We examined the barriers that stopped people from transitioning from “decided” to “vaccinated” using the same approach. For example, the odds of having decided but not having had their children vaccinated among guardians who found it difficult to get an appointment for HPV vaccination is 1.95 (95% CI, 1.44–2.63) times the odds of those who have decided and vaccinated their children. Besides the difficulty in booking an appointment, not having time in their busy schedule also explained why some “decided” had not yet vaccinated their daughters. The perception of the HPV vaccine prices and the knowledge of available points of vaccinations were not associated with vaccine hesitancy based on our results.
All sources of social influences we investigated were associated with nonhesitancy among guardians. The strongest associations were found for clinical doctors. The odds of vaccine hesitancy among guardians who said their perspectives were influenced by clinical doctors were 0.51 (95% CI, 0.44–0.59) times the odds of vaccine hesitancy among guardians who claimed otherwise.
The results behind Figure 3 are also presented in Supplemental Tables 5–7.

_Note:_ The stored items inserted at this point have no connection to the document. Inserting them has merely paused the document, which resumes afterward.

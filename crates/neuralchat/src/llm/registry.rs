//! Provider registry: which upstream services are usable for a request.
//!
//! Credentials come from two places. Environment keys are read once at
//! startup; `X-<Provider>-Key` / `X-<Provider>-Model` headers arrive with each
//! request and take precedence over the environment.

use std::collections::HashMap;
use std::sync::Arc;

use axum::http::HeaderMap;
use neuralchat_types::ProviderKind;
use reqwest::Client;
use tracing::{info, warn};

use super::openai::OpenAICompatibleProvider;
use super::provider::LLMProvider;
use crate::config::ProvidersConfig;

/// API key and model for one provider. Blank values are treated as absent.
#[derive(Debug, Clone, Default, PartialEq, Eq)]
pub struct Credentials {
    pub api_key: Option<String>,
    pub model: Option<String>,
}

impl Credentials {
    pub fn new(api_key: Option<String>, model: Option<String>) -> Self {
        Self {
            api_key: non_blank(api_key),
            model: non_blank(model),
        }
    }

    fn is_empty(&self) -> bool {
        self.api_key.is_none() && self.model.is_none()
    }
}

fn non_blank(value: Option<String>) -> Option<String> {
    value
        .map(|v| v.trim().to_string())
        .filter(|v| !v.is_empty())
}

/// Credentials supplied with a single request.
#[derive(Debug, Clone, Default)]
pub struct RequestCredentials {
    entries: HashMap<ProviderKind, Credentials>,
}

impl RequestCredentials {
    pub fn from_headers(headers: &HeaderMap) -> Self {
        let header = |name: &str| {
            headers
                .get(name)
                .and_then(|v| v.to_str().ok())
                .map(str::to_string)
        };

        let mut credentials = Self::default();
        for kind in ProviderKind::ALL {
            let entry = Credentials::new(header(kind.key_header()), header(kind.model_header()));
            if !entry.is_empty() {
                credentials.insert(kind, entry);
            }
        }
        credentials
    }

    pub fn insert(&mut self, kind: ProviderKind, credentials: Credentials) {
        self.entries.insert(kind, credentials);
    }

    pub fn get(&self, kind: ProviderKind) -> Option<&Credentials> {
        self.entries.get(&kind)
    }
}

/// Environment variable holding a provider's API key.
pub fn env_key_var(kind: ProviderKind) -> &'static str {
    match kind {
        ProviderKind::Groq => "GROQ_API_KEY",
        ProviderKind::Cerebras => "CEREBRAS_API_KEY",
        ProviderKind::OpenRouter => "OPENROUTER_API_KEY",
    }
}

/// Environment variable holding a provider's model override.
pub fn env_model_var(kind: ProviderKind) -> &'static str {
    match kind {
        ProviderKind::Groq => "GROQ_MODEL",
        ProviderKind::Cerebras => "CEREBRAS_MODEL",
        ProviderKind::OpenRouter => "OPENROUTER_MODEL",
    }
}

/// Registry of LLM providers, keyed by provider kind.
#[derive(Clone)]
pub struct ProviderRegistry {
    client: Client,
    settings: ProvidersConfig,
    env: HashMap<ProviderKind, Credentials>,
    fixed: HashMap<ProviderKind, Arc<dyn LLMProvider>>,
}

impl ProviderRegistry {
    pub fn new(settings: ProvidersConfig) -> Self {
        Self {
            client: Client::new(),
            settings,
            env: HashMap::new(),
            fixed: HashMap::new(),
        }
    }

    /// Initialize providers from environment variables.
    pub fn from_env(settings: ProvidersConfig) -> Self {
        Self::from_lookup(settings, |name| std::env::var(name).ok())
    }

    /// Initialize providers from an arbitrary variable lookup.
    pub fn from_lookup(settings: ProvidersConfig, lookup: impl Fn(&str) -> Option<String>) -> Self {
        let mut registry = Self::new(settings);

        for kind in ProviderKind::ALL {
            let credentials = Credentials::new(lookup(env_key_var(kind)), lookup(env_model_var(kind)));
            if credentials.api_key.is_some() {
                info!(provider = kind.display_name(), "Registered provider from environment");
            }
            if !credentials.is_empty() {
                registry.env.insert(kind, credentials);
            }
        }

        if registry.env.values().all(|c| c.api_key.is_none()) {
            warn!(
                "No provider API keys in the environment. \
                Set GROQ_API_KEY, CEREBRAS_API_KEY or OPENROUTER_API_KEY, \
                or send X-<Provider>-Key headers."
            );
        }

        registry
    }

    /// Register a provider implementation, used regardless of credentials.
    pub fn register(&mut self, implementation: Arc<dyn LLMProvider>) {
        self.fixed.insert(implementation.kind(), implementation);
    }

    /// Build the adapter for one provider, if it has an API key.
    pub fn resolve_one(
        &self,
        kind: ProviderKind,
        request: &RequestCredentials,
    ) -> Option<Arc<dyn LLMProvider>> {
        if let Some(provider) = self.fixed.get(&kind) {
            return Some(provider.clone());
        }

        let header = request.get(kind);
        let env = self.env.get(&kind);

        let api_key = header
            .and_then(|c| c.api_key.clone())
            .or_else(|| env.and_then(|c| c.api_key.clone()))?;

        let settings = self.settings.get(kind);
        let model = header
            .and_then(|c| c.model.clone())
            .or_else(|| env.and_then(|c| c.model.clone()))
            .or_else(|| settings.model.clone())
            .unwrap_or_else(|| kind.default_model().to_string());

        Some(Arc::new(OpenAICompatibleProvider::new(
            self.client.clone(),
            kind,
            self.settings.base_url(kind),
            api_key,
            model,
        )))
    }

    /// Every usable provider for a request, in round-robin order.
    pub fn resolve(&self, request: &RequestCredentials) -> Vec<Arc<dyn LLMProvider>> {
        ProviderKind::ALL
            .into_iter()
            .filter_map(|kind| self.resolve_one(kind, request))
            .collect()
    }
}

#[cfg(test)]
mod tests {
    use super::*;
    use crate::llm::testing::ScriptedProvider;
    use axum::http::HeaderValue;

    fn lookup(vars: &'static [(&'static str, &'static str)]) -> impl Fn(&str) -> Option<String> {
        move |name| {
            vars.iter()
                .find(|(k, _)| *k == name)
                .map(|(_, v)| v.to_string())
        }
    }

    #[test]
    fn environment_keys_register_providers() {
        let registry = ProviderRegistry::from_lookup(
            ProvidersConfig::default(),
            lookup(&[("CEREBRAS_API_KEY", "csk"), ("GROQ_API_KEY", "  ")]),
        );
        let providers = registry.resolve(&RequestCredentials::default());
        assert_eq!(providers.len(), 1);
        assert_eq!(providers[0].kind(), ProviderKind::Cerebras);
        assert_eq!(providers[0].model(), "gpt-oss-120b");
    }

    #[test]
    fn environment_model_override() {
        let registry = ProviderRegistry::from_lookup(
            ProvidersConfig::default(),
            lookup(&[("GROQ_API_KEY", "gsk"), ("GROQ_MODEL", "llama-3.3-70b-versatile")]),
        );
        let groq = registry
            .resolve_one(ProviderKind::Groq, &RequestCredentials::default())
            .unwrap();
        assert_eq!(groq.model(), "llama-3.3-70b-versatile");
    }

    #[test]
    fn header_credentials_take_precedence() {
        let registry = ProviderRegistry::from_lookup(
            ProvidersConfig::default(),
            lookup(&[("GROQ_API_KEY", "env-key"), ("GROQ_MODEL", "env-model")]),
        );

        let mut headers = HeaderMap::new();
        headers.insert("x-groq-model", HeaderValue::from_static("header-model"));
        headers.insert("x-openrouter-key", HeaderValue::from_static("or-key"));
        let request = RequestCredentials::from_headers(&headers);

        let providers = registry.resolve(&request);
        let kinds: Vec<_> = providers.iter().map(|p| p.kind()).collect();
        assert_eq!(kinds, vec![ProviderKind::Groq, ProviderKind::OpenRouter]);
        assert_eq!(providers[0].model(), "header-model");
        assert_eq!(providers[1].model(), "openrouter/auto");
    }

    #[test]
    fn blank_headers_are_ignored() {
        let mut headers = HeaderMap::new();
        headers.insert("x-cerebras-key", HeaderValue::from_static("   "));
        let request = RequestCredentials::from_headers(&headers);
        assert!(request.get(ProviderKind::Cerebras).is_none());

        let registry = ProviderRegistry::new(ProvidersConfig::default());
        assert!(registry.resolve(&request).is_empty());
    }

    #[test]
    fn registered_implementation_wins() {
        let mut registry = ProviderRegistry::new(ProvidersConfig::default());
        registry.register(Arc::new(ScriptedProvider::replying(
            ProviderKind::OpenRouter,
            &["hi"],
        )));
        let providers = registry.resolve(&RequestCredentials::default());
        assert_eq!(providers.len(), 1);
        assert_eq!(providers[0].name(), "OpenRouter");
    }
}
//! Wire types shared by the NeuralChat relay server and its clients.

mod chat;
mod provider;
mod wire;

pub use chat::{ChatMessage, Role};
pub use provider::{ProviderKind, UnknownProvider};
pub use wire::{
    AUTO_SERVICE, ChatBody, ErrorBody, ModelsResponse, ServicesResponse, StreamFrame,
    UploadKind, UploadResponse,
};
//! Chat message types in the OpenAI-compatible shape used on the wire.

use serde::{Deserialize, Serialize};

/// A message in a chat conversation.
#[derive(Debug, Clone, PartialEq, Eq, Serialize, Deserialize)]
pub struct ChatMessage {
    pub role: Role,
    pub content: String,
}

impl ChatMessage {
    pub fn new(role: Role, content: impl Into<String>) -> Self {
        Self {
            role,
            content: content.into(),
        }
    }

    pub fn system(content: impl Into<String>) -> Self {
        Self::new(Role::System, content)
    }

    pub fn user(content: impl Into<String>) -> Self {
        Self::new(Role::User, content)
    }

    pub fn assistant(content: impl Into<String>) -> Self {
        Self::new(Role::Assistant, content)
    }
}

/// The role of a message sender.
#[derive(Debug, Clone, Copy, Serialize, Deserialize, PartialEq, Eq, Hash)]
#[serde(rename_all = "lowercase")]
pub enum Role {
    System,
    User,
    Assistant,
}
//! Request and response bodies of the relay HTTP surface.

use serde::{Deserialize, Serialize};

use crate::ChatMessage;

/// Service name that asks the relay to pick a provider round-robin.
pub const AUTO_SERVICE: &str = "auto";

/// Body of `POST /chat`.
#[derive(Debug, Clone, Serialize, Deserialize)]
pub struct ChatBody {
    pub messages: Vec<ChatMessage>,
    #[serde(default, skip_serializing_if = "Option::is_none")]
    pub service: Option<String>,
}

/// Body of `GET /services`.
#[derive(Debug, Clone, Default, PartialEq, Eq, Serialize, Deserialize)]
pub struct ServicesResponse {
    pub services: Vec<String>,
}

/// Body of `GET /models`.
#[derive(Debug, Clone, Default, PartialEq, Eq, Serialize, Deserialize)]
pub struct ModelsResponse {
    pub models: Vec<String>,
}

/// Body of every JSON error response.
#[derive(Debug, Clone, PartialEq, Eq, Serialize, Deserialize)]
pub struct ErrorBody {
    pub error: String,
}

/// How an uploaded file is presented to the model.
#[derive(Debug, Clone, Copy, PartialEq, Eq, Serialize, Deserialize)]
#[serde(rename_all = "lowercase")]
pub enum UploadKind {
    Text,
    Image,
    Binary,
}

/// Body of a successful `POST /upload`.
#[derive(Debug, Clone, PartialEq, Eq, Serialize, Deserialize)]
pub struct UploadResponse {
    #[serde(rename = "type")]
    pub kind: UploadKind,
    pub filename: String,
    pub content: String,
    #[serde(rename = "mimeType")]
    pub mime_type: String,
    pub size: u64,
}

/// One `data:` payload of the `/chat` event stream.
///
/// The first frame names the provider, content frames follow, and the stream
/// ends with either [`StreamFrame::Done`] or a single [`StreamFrame::Error`].
#[derive(Debug, Clone, PartialEq, Eq)]
pub enum StreamFrame {
    Meta { service: String, model: String },
    Content(String),
    Error(String),
    Done,
}

const DONE_MARKER: &str = "[DONE]";

/// Untagged variants are tried in order: a frame carrying an `error` is an
/// error, and `content` wins over a `service` sent alongside it.
#[derive(Serialize, Deserialize)]
#[serde(untagged)]
enum FramePayload {
    Error {
        error: String,
    },
    Content {
        content: String,
    },
    Meta {
        service: String,
        #[serde(default)]
        model: String,
    },
}

impl StreamFrame {
    /// Encode the frame as the text following `data: `.
    pub fn to_data(&self) -> String {
        let payload = match self {
            StreamFrame::Done => return DONE_MARKER.to_string(),
            StreamFrame::Meta { service, model } => FramePayload::Meta {
                service: service.clone(),
                model: model.clone(),
            },
            StreamFrame::Content(content) => FramePayload::Content {
                content: content.clone(),
            },
            StreamFrame::Error(error) => FramePayload::Error {
                error: error.clone(),
            },
        };
        // Plain string fields always serialize.
        serde_json::to_string(&payload).unwrap_or_default()
    }

    /// Decode the text following `data: `.
    pub fn parse(data: &str) -> Result<Self, serde_json::Error> {
        let data = data.trim();
        if data == DONE_MARKER {
            return Ok(StreamFrame::Done);
        }
        Ok(match serde_json::from_str::<FramePayload>(data)? {
            FramePayload::Meta { service, model } => StreamFrame::Meta { service, model },
            FramePayload::Content { content } => StreamFrame::Content(content),
            FramePayload::Error { error } => StreamFrame::Error(error),
        })
    }
}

Further insights into hesitant and nonhesitant guardians
We asked the preferences of specific vaccine products among guardians in the “decided” and “vaccinated” stages and found that generally, guardians preferred higher valent products. However, approximately one-third of guardians in these stages did not know the implication of differences in vaccine valence covered.
We asked hesitant guardians if they would like to have their children vaccinated if HPV vaccines were introduced into the NIP (through which they would be free). Most guardians in hesitant stages said they would then vaccinate their children. The most drastic changes were observed among “unengaged” and “undecided” guardians, while the smallest changes were observed among “refused” guardians. More details on the results regarding the vaccine product preferences and the impact of central government funding can be found in Supplemental Table 8.
Discussion
We conducted a cross-sectional survey in mainland China to understand HPV vaccine hesitancy among guardians of school girls aged 12–19 years. Our approach combined IVM and Precaution Adoption Process Model. We developed and validated a reliable scale for measuring the HPV vaccine hesitancy among guardians.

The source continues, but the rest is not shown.